Tutto ciò che non può essere dimostrato, quindi, semplicemente non esiste. Ed è un attacco non soltanto al cristianesimo, ma anche alle basi stesse della civiltà occidentale, che ne è una derivazione, un attacco a quelle che Belloc chiama le radici “trinitarie” dell’Occidente, ove trinitario non si riferisce alla Santissima Trinità, bensì quel legame inscindibile che già i greci avevano riscontrato tra verità, bellezza e bontà. Poiché questo legame è inscindibile, non è pertanto possibile attaccare una delle componenti della trinità formata da verità, bellezza e bontà senza attaccare le altre due (se si mette in discussione, ad esempio, il concetto di verità, non si può non perturbare anche quelli di bellezza e di bontà).

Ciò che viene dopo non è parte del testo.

//! Domain error types

use thiserror::Error;

/// Why a path spec could not be resolved against an anchor
#[derive(Error, Debug, Clone, PartialEq, Eq)]
pub enum PathSpecViolation {
    #[error("pops {requested} segment(s) but the anchor only has {available}")]
    Underflow { requested: usize, available: usize },

    #[error("mixes package-relative './' and root-relative '../' markers")]
    MixedConventions,

    #[error("package-relative marker './' may only appear once")]
    RepeatedPackageMarker,

    #[error("absolute paths are not anchor-relative")]
    Absolute,
}

/// Domain-level errors
#[derive(Error, Debug, Clone, PartialEq, Eq)]
pub enum DomainError {
    #[error("Invalid path spec '{spec}': {reason}")]
    InvalidPathSpec {
        spec: String,
        reason: PathSpecViolation,
    },

    #[error("Anchor directory must be an absolute path: {0}")]
    InvalidAnchor(String),

    #[error("Group '{0}' is declared more than once in the manifest")]
    DuplicateGroup(String),

    #[error("Unknown group '{0}'")]
    UnknownGroup(String),

    #[error("Group '{0}' is a discovery group and has no module lists")]
    NotAPackageGroup(String),

    #[error("Invalid module identifier '{identifier}' in {group}/{list}")]
    InvalidModuleIdentifier {
        group: String,
        list: String,
        identifier: String,
    },
}

impl DomainError {
    pub(crate) fn invalid_spec(spec: &str, reason: PathSpecViolation) -> Self {
        DomainError::InvalidPathSpec {
            spec: spec.to_string(),
            reason,
        }
    }

    /// Check if this error came from path arithmetic
    pub fn is_path_spec(&self) -> bool {
        matches!(self, DomainError::InvalidPathSpec { .. })
    }
}

#[cfg(test)]
mod tests {
    use super::*;

    #[test]
    fn test_underflow_error_display() {
        let error = DomainError::invalid_spec(
            "../../../../x",
            PathSpecViolation::Underflow {
                requested: 4,
                available: 3,
            },
        );
        assert_eq!(
            error.to_string(),
            "Invalid path spec '../../../../x': pops 4 segment(s) but the anchor only has 3"
        );
    }

    #[test]
    fn test_is_path_spec_check() {
        assert!(DomainError::invalid_spec("/x", PathSpecViolation::Absolute).is_path_spec());
        assert!(!DomainError::InvalidAnchor("rel".to_string()).is_path_spec());
        assert!(!DomainError::DuplicateGroup("core".to_string()).is_path_spec());
    }
}
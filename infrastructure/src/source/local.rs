//! Local file system module source
//!
//! This module provides the [`LocalModuleSource`] implementation of
//! [`ModuleSourcePort`] that reads module files from disk and scans
//! discovery directories with [`glob`].
//!
//! # Example
//!
//! ```ignore
//! use loader_infrastructure::LocalModuleSource;
//! use loader_application::ModuleSourcePort;
//! use std::path::Path;
//!
//! let source = LocalModuleSource::new();
//! let files = source.list_modules(Path::new("/app/src/main/php/di"), "php")?;
//! println!("Found {} DI modules", files.len());
//! ```

use glob::{Pattern, glob};
use loader_application::ModuleSourcePort;
use loader_domain::DiscoveryGroup;
use std::fs;
use std::io;
use std::path::{Path, PathBuf};
use tracing::debug;

/// Module source that reads from the local file system.
///
/// `LocalModuleSource` is stateless, `Send + Sync`, and never retries.
#[derive(Debug, Clone, Default)]
pub struct LocalModuleSource;

impl LocalModuleSource {
    /// Creates a new local module source.
    ///
    /// # Examples
    ///
    /// ```
    /// use loader_infrastructure::LocalModuleSource;
    ///
    /// let source = LocalModuleSource::new();
    /// ```
    pub fn new() -> Self {
        Self
    }

    /// Build the glob pattern for `*.<extension>` directly under `directory`.
    ///
    /// Both parts are escaped so that `[`, `*` or `?` in a directory name
    /// match literally.
    fn pattern(directory: &Path, extension: &str) -> String {
        let directory = Pattern::escape(&directory.to_string_lossy());
        let file_pattern = DiscoveryGroup::file_pattern(&Pattern::escape(extension));
        format!("{}/{}", directory.trim_end_matches('/'), file_pattern)
    }
}

impl ModuleSourcePort for LocalModuleSource {
    fn read_module(&self, path: &Path) -> io::Result<String> {
        let content = fs::read_to_string(path)?;
        debug!("Read {} bytes from {:?}", content.len(), path);
        Ok(content)
    }

    fn list_modules(&self, directory: &Path, extension: &str) -> io::Result<Vec<PathBuf>> {
        if !fs::metadata(directory)?.is_dir() {
            return Err(io::Error::new(
                io::ErrorKind::InvalidInput,
                format!("{} is not a directory", directory.display()),
            ));
        }
        // glob silently skips directories it cannot open
        fs::read_dir(directory)?;

        let pattern = Self::pattern(directory, extension);
        let entries = glob(&pattern)
            .map_err(|e| io::Error::new(io::ErrorKind::InvalidInput, e.to_string()))?;

        let mut paths = Vec::new();
        for entry in entries {
            let path = entry.map_err(glob::GlobError::into_error)?;
            if path.is_file() {
                paths.push(path);
            }
        }

        debug!("Pattern {} matched {} file(s)", pattern, paths.len());
        Ok(paths)
    }
}
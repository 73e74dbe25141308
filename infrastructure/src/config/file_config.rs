//! Raw TOML configuration data types
//!
//! These structs represent the exact structure of the TOML config file.
//! They are deserialized directly and turned into domain types by
//! [`FileConfig::build_manifest`] and [`FileConfig::anchor`].

use loader_domain::{AnchorDirectory, DomainError, Manifest};
use serde::{Deserialize, Serialize};
use std::path::PathBuf;
use thiserror::Error;

/// Configuration validation errors
#[derive(Debug, Error)]
pub enum ConfigValidationError {
    #[error("loader.extension cannot be empty")]
    EmptyExtension,

    #[error("loader.extension must not start with a dot: {0}")]
    DottedExtension(String),

    #[error("modules entry #{0} has an empty group or list name")]
    EmptyModuleEntry(usize),

    #[error("loader.anchor is invalid: {0}")]
    InvalidAnchor(DomainError),

    #[error("modules entry for '{group}/{list}' cannot be applied: {source}")]
    InvalidModules {
        group: String,
        list: String,
        source: DomainError,
    },
}

/// Raw `[loader]` section
#[derive(Debug, Clone, Default, PartialEq, Eq, Serialize, Deserialize)]
#[serde(default)]
pub struct FileLoaderConfig {
    /// Anchor directory; defaults to the directory of the executable
    pub anchor: Option<PathBuf>,
    /// Module file extension without the dot; defaults to `php`
    pub extension: Option<String>,
}

/// One `[[modules]]` entry: identifiers appended to a list of a group
#[derive(Debug, Clone, PartialEq, Eq, Serialize, Deserialize)]
pub struct FileModuleEntry {
    pub group: String,
    pub list: String,
    #[serde(default)]
    pub identifiers: Vec<String>,
}

/// Complete file configuration (raw TOML structure)
#[derive(Debug, Clone, Default, PartialEq, Eq, Serialize, Deserialize)]
#[serde(default)]
pub struct FileConfig {
    /// Anchor and extension overrides
    pub loader: FileLoaderConfig,
    /// Module declarations, applied in order
    pub modules: Vec<FileModuleEntry>,
}

impl FileConfig {
    /// Validate the shape of the configuration.
    ///
    /// Group and list names are checked against the manifest later, by
    /// [`build_manifest`](Self::build_manifest).
    pub fn validate(&self) -> Result<(), ConfigValidationError> {
        if let Some(extension) = &self.loader.extension {
            if extension.trim().is_empty() {
                return Err(ConfigValidationError::EmptyExtension);
            }
            if extension.starts_with('.') {
                return Err(ConfigValidationError::DottedExtension(extension.clone()));
            }
        }

        for (index, entry) in self.modules.iter().enumerate() {
            if entry.group.trim().is_empty() || entry.list.trim().is_empty() {
                return Err(ConfigValidationError::EmptyModuleEntry(index));
            }
        }

        Ok(())
    }

    /// The configured anchor, if any
    pub fn anchor(&self) -> Result<Option<AnchorDirectory>, ConfigValidationError> {
        self.loader
            .anchor
            .as_ref()
            .map(AnchorDirectory::new)
            .transpose()
            .map_err(ConfigValidationError::InvalidAnchor)
    }

    /// The standard manifest with this configuration's extension and module
    /// declarations applied.
    pub fn build_manifest(&self) -> Result<Manifest, ConfigValidationError> {
        self.validate()?;

        let mut manifest = Manifest::standard();
        if let Some(extension) = &self.loader.extension {
            manifest = manifest.with_extension(extension.trim());
        }

        for entry in &self.modules {
            manifest
                .add_modules(&entry.group, &entry.list, entry.identifiers.iter().cloned())
                .map_err(|source| ConfigValidationError::InvalidModules {
                    group: entry.group.clone(),
                    list: entry.list.clone(),
                    source,
                })?;
        }

        Ok(manifest)
    }
}
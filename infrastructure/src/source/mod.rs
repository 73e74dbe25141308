//! Module sources: where module files are read from

mod local;

pub use local::LocalModuleSource;
//! Command-line interface definitions

pub mod commands;
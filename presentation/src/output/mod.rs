//! Output formatting for resolutions, plans and load reports

pub mod console;
pub mod formatter;
pub mod json;
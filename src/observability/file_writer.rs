//! Rotating log file writer with size-based rotation and backup retention.
//!
//! [`FileWriter`] is handed to `tracing-subscriber` as its writer. When the log
//! grows past the size threshold it is shifted to `<name>.1`, existing backups
//! move up by one, and anything beyond the retention limit is removed.

use std::fs::{self, File, OpenOptions};
use std::io::{self, Write};
use std::path::{Path, PathBuf};
use std::sync::{Arc, Mutex};
use tracing_subscriber::fmt::MakeWriter;

/// Maximum file size before rotation (10 MB).
const MAX_FILE_SIZE_BYTES: u64 = 10 * 1024 * 1024;

/// Number of backup files to retain after rotation.
const MAX_BACKUP_FILES: usize = 3;

struct Inner {
    file: Option<File>,
    /// Bytes in the current file, including what was there when it was opened.
    size: u64,
}

/// Thread-safe rotating file writer.
///
/// Cloning is cheap and every clone appends to the same file. The file is not
/// opened until the first write, so construction never fails.
#[derive(Clone)]
pub struct FileWriter {
    file_path: PathBuf,
    max_bytes: u64,
    backups: usize,
    inner: Arc<Mutex<Inner>>,
}

impl FileWriter {
    pub fn new(file_path: PathBuf) -> Self {
        Self::with_limits(file_path, MAX_FILE_SIZE_BYTES, MAX_BACKUP_FILES)
    }

    pub fn with_limits(file_path: PathBuf, max_bytes: u64, backups: usize) -> Self {
        Self {
            file_path,
            max_bytes,
            backups,
            inner: Arc::new(Mutex::new(Inner { file: None, size: 0 })),
        }
    }

    fn backup_path(&self, index: usize) -> PathBuf {
        let mut name = self.file_path.as_os_str().to_owned();
        name.push(format!(".{index}"));
        PathBuf::from(name)
    }

    fn open(path: &Path) -> io::Result<(File, u64)> {
        let file = OpenOptions::new().create(true).append(true).open(path)?;
        let size = file.metadata().map(|m| m.len()).unwrap_or(0);
        Ok((file, size))
    }

    /// Shifts `<name>` to `<name>.1`, `<name>.1` to `<name>.2`, and so on,
    /// dropping the oldest backup.
    fn rotate(&self, inner: &mut Inner) -> io::Result<()> {
        inner.file = None;

        if self.backups == 0 {
            fs::remove_file(&self.file_path)?;
        } else {
            let oldest = self.backup_path(self.backups);
            if oldest.exists() {
                fs::remove_file(&oldest)?;
            }
            for index in (1..self.backups).rev() {
                let from = self.backup_path(index);
                if from.exists() {
                    fs::rename(&from, self.backup_path(index + 1))?;
                }
            }
            fs::rename(&self.file_path, self.backup_path(1))?;
        }

        inner.size = 0;
        Ok(())
    }
}

impl Write for FileWriter {
    fn write(&mut self, buf: &[u8]) -> io::Result<usize> {
        let mut inner = self
            .inner
            .lock()
            .map_err(|e| io::Error::new(io::ErrorKind::Other, format!("Mutex poisoned: {e}")))?;

        if inner.file.is_some() && inner.size > 0 && inner.size + buf.len() as u64 > self.max_bytes {
            self.rotate(&mut inner)?;
        }

        if inner.file.is_none() {
            let (file, size) = Self::open(&self.file_path)?;
            inner.file = Some(file);
            inner.size = size;
        }

        let file = inner
            .file
            .as_mut()
            .ok_or_else(|| io::Error::new(io::ErrorKind::Other, "No file available"))?;
        file.write_all(buf)?;
        inner.size += buf.len() as u64;
        Ok(buf.len())
    }

    fn flush(&mut self) -> io::Result<()> {
        let mut inner = self
            .inner
            .lock()
            .map_err(|e| io::Error::new(io::ErrorKind::Other, format!("Mutex poisoned: {e}")))?;
        match inner.file.as_mut() {
            Some(file) => file.flush(),
            None => Ok(()),
        }
    }
}

impl<'a> MakeWriter<'a> for FileWriter {
    type Writer = Self;

    fn make_writer(&'a self) -> Self::Writer {
        self.clone()
    }
}

impl std::fmt::Debug for FileWriter {
    fn fmt(&self, f: &mut std::fmt::Formatter<'_>) -> std::fmt::Result {
        f.debug_struct("FileWriter")
            .field("file_path", &self.file_path)
            .field("max_bytes", &self.max_bytes)
            .finish_non_exhaustive()
    }
}
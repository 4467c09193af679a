//! Observable favorites store.
//!
//! [`FavoritesStore`] wraps a [`Storage`] backend for use from async code. Each
//! write runs on the blocking pool, re-reads the full table, and publishes the
//! result to every [`observe`](FavoritesStore::observe) receiver while still
//! holding the backend lock, so snapshots are published in write order.

use crate::domain::error::{FilmshelfError, Result};
use crate::storage::backend::Storage;
use crate::storage::models::FavoriteRecord;
use std::sync::{Arc, Mutex};
use tokio::sync::watch;
use tokio::task;

/// Shared handle to the favorites table. Cloning is cheap.
#[derive(Clone)]
pub struct FavoritesStore {
    backend: Arc<Mutex<Box<dyn Storage>>>,
    snapshot: Arc<watch::Sender<Vec<FavoriteRecord>>>,
}

impl FavoritesStore {
    /// Wraps a backend, reading its current contents as the first snapshot.
    ///
    /// # Errors
    ///
    /// Returns an error if the initial listing fails.
    pub fn new(backend: Box<dyn Storage>) -> Result<Self> {
        let initial = backend.list_favorites()?;
        tracing::debug!(count = initial.len(), "favorites store ready");

        let (tx, _rx) = watch::channel(initial);
        Ok(Self {
            backend: Arc::new(Mutex::new(backend)),
            snapshot: Arc::new(tx),
        })
    }

    /// Subscribes to favorites snapshots.
    ///
    /// The receiver immediately holds the current snapshot and is notified with
    /// the complete list, in insertion order, after every upsert or delete.
    #[must_use]
    pub fn observe(&self) -> watch::Receiver<Vec<FavoriteRecord>> {
        self.snapshot.subscribe()
    }

    /// Returns a copy of the latest snapshot.
    #[must_use]
    pub fn snapshot(&self) -> Vec<FavoriteRecord> {
        self.snapshot.borrow().clone()
    }

    /// Membership test against the latest snapshot.
    #[must_use]
    pub fn is_favorite(&self, id: i64) -> bool {
        self.snapshot.borrow().iter().any(|r| r.id == id)
    }

    /// Inserts or replaces a favorite.
    ///
    /// # Errors
    ///
    /// Returns an error if the backend write fails or the blocking task panics.
    pub async fn upsert(&self, record: FavoriteRecord) -> Result<()> {
        tracing::debug!(id = record.id, "upserting favorite");
        self.write(move |storage| storage.upsert_favorite(&record))
            .await
    }

    /// Removes the favorite with the record's identifier. Absent ids are a no-op.
    ///
    /// Returns whether a record was removed.
    ///
    /// # Errors
    ///
    /// Returns an error if the backend write fails or the blocking task panics.
    pub async fn delete(&self, record: &FavoriteRecord) -> Result<bool> {
        let id = record.id;
        tracing::debug!(id = id, "deleting favorite");
        self.write(move |storage| storage.delete_favorite(id)).await
    }

    async fn write<T, F>(&self, op: F) -> Result<T>
    where
        F: FnOnce(&mut dyn Storage) -> Result<T> + Send + 'static,
        T: Send + 'static,
    {
        let backend = Arc::clone(&self.backend);
        let snapshot = Arc::clone(&self.snapshot);

        task::spawn_blocking(move || {
            let mut guard = backend
                .lock()
                .map_err(|_| FilmshelfError::Store("favorites backend lock poisoned".to_string()))?;
            let out = op(&mut **guard)?;
            // The write is committed; the next successful write republishes.
            match guard.list_favorites() {
                Ok(all) => {
                    snapshot.send_replace(all);
                }
                Err(e) => tracing::warn!(error = %e, "failed to re-read favorites after write"),
            }
            Ok(out)
        })
        .await
        .map_err(|e| FilmshelfError::Worker(format!("storage task failed: {e}")))?
    }
}

impl std::fmt::Debug for FavoritesStore {
    fn fmt(&self, f: &mut std::fmt::Formatter<'_>) -> std::fmt::Result {
        f.debug_struct("FavoritesStore")
            .field("count", &self.snapshot.borrow().len())
            .finish_non_exhaustive()
    }
}

#[cfg(test)]
mod tests {
    use super::*;
    use crate::domain::CatalogItem;
    use crate::storage::SqliteStorage;
    use std::sync::atomic::{AtomicBool, Ordering};

    fn store() -> FavoritesStore {
        FavoritesStore::new(Box::new(SqliteStorage::open_in_memory().unwrap())).unwrap()
    }

    /// Listing fails while `fail_list` is set; writes always go through.
    struct UnlistableStorage {
        inner: SqliteStorage,
        fail_list: Arc<AtomicBool>,
    }

    impl Storage for UnlistableStorage {
        fn list_favorites(&self) -> Result<Vec<FavoriteRecord>> {
            if self.fail_list.load(Ordering::SeqCst) {
                return Err(FilmshelfError::Store("listing unavailable".to_string()));
            }
            self.inner.list_favorites()
        }

        fn get_favorite(&self, id: i64) -> Result<Option<FavoriteRecord>> {
            self.inner.get_favorite(id)
        }

        fn upsert_favorite(&mut self, record: &FavoriteRecord) -> Result<()> {
            self.inner.upsert_favorite(record)
        }

        fn delete_favorite(&mut self, id: i64) -> Result<bool> {
            self.inner.delete_favorite(id)
        }
    }

    #[tokio::test]
    async fn test_observers_see_every_write() {
        let store = store();
        let mut rx = store.observe();
        assert!(rx.borrow_and_update().is_empty());

        let record = FavoriteRecord::from_item(&CatalogItem::new(42, "Hitchhiker"));
        store.upsert(record.clone()).await.unwrap();

        assert!(rx.has_changed().unwrap());
        assert_eq!(rx.borrow_and_update().as_slice(), &[record.clone()]);
        assert!(store.is_favorite(42));

        assert!(store.delete(&record).await.unwrap());
        assert!(rx.borrow_and_update().is_empty());
        assert!(!store.is_favorite(42));
    }

    #[tokio::test]
    async fn test_delete_absent_still_republishes() {
        let store = store();
        let mut rx = store.observe();
        rx.borrow_and_update();

        let removed = store
            .delete(&FavoriteRecord::from_item(&CatalogItem::new(1, "Ghost")))
            .await
            .unwrap();

        assert!(!removed);
        assert!(rx.has_changed().unwrap());
        assert!(store.snapshot().is_empty());
    }

    #[tokio::test]
    async fn test_committed_write_succeeds_when_reread_fails() {
        let fail_list = Arc::new(AtomicBool::new(false));
        let store = FavoritesStore::new(Box::new(UnlistableStorage {
            inner: SqliteStorage::open_in_memory().unwrap(),
            fail_list: Arc::clone(&fail_list),
        }))
        .unwrap();

        fail_list.store(true, Ordering::SeqCst);
        let first = FavoriteRecord::from_item(&CatalogItem::new(1, "First"));
        store.upsert(first.clone()).await.unwrap();
        assert!(store.snapshot().is_empty());

        fail_list.store(false, Ordering::SeqCst);
        let second = FavoriteRecord::from_item(&CatalogItem::new(2, "Second"));
        store.upsert(second.clone()).await.unwrap();
        assert_eq!(store.snapshot(), vec![first, second]);
    }
}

Effetti delle prime quattro eresie

Queste, in estrema sintesi, le prime quattro eresie analizzate da Belloc nella sua opera The Great Heresies. Riferendosi ad esse, l’autore scrive che queste quattro eresie hanno tutte alcuni fattori in comune: provengono dalla Chiesa cattolica; i loro eresiarchi erano cattolici battezzati; si sono pressoché estinte, dal punto di vista dottrinale, nel giro di pochi secoli (le Chiese protestanti, nate dalla Riforma, pur esistendo ancora, conoscono tuttavia una crisi senza precedenti, tranne la Pentecostale), sebbene i loro effetti persistano nel tempo, in modo sottile, insinuandosi nel sistema di pensiero di una civiltà, nella mentalità, nelle politiche sociali ed economiche, nella visione stessa dell’uomo e delle sue relazioni sociali.

Alcuni effetti dell’arianesimo e del manicheismo, ad esempio, influenzano ancora certa teologia cattolica, così come altri della Riforma, come potrebbero essere l’attacco costante all’autorità centrale e all’universalità della Chiesa. L’estrema conseguenza delle idee di Calvino, inoltre, ha condotto alla negazione del libero arbitrio e della responsabilità delle azioni umane davanti a Dio e ha reso l’uomo schiavo di due entità principali: lo Stato in primo luogo e le corporazioni private sovranazionali in secondo luogo.

Quinta eresia: l’Islam

Belloc, sulla falsariga di autori cristiani quali Giovanni Damasceno, sostiene che l’islam è un’eresia cristiana, e per di più la più particolare e temibile tra esse, ricalcando da un lato il docetismo e l’arianesimo, nel voler semplificare e razionalizzare al massimo, secondo criteri umani, l’insondabile mistero dell’Incarnazione (il che produrrebbe una degradazione sempre maggiore della natura umana, non è più legata in alcun modo al divino), e dall’altro il calvinismo, nell’attribuire un carattere predeterminato da Dio alle azioni umane.

Se, tuttavia, la “rivelazione” predicata da Maometto nacque come eresia cristiana, la sua inspiegabile vitalità e durevolezza le conferirono ben presto l’aspetto di una nuova religione, una sorta di “post-eresia”.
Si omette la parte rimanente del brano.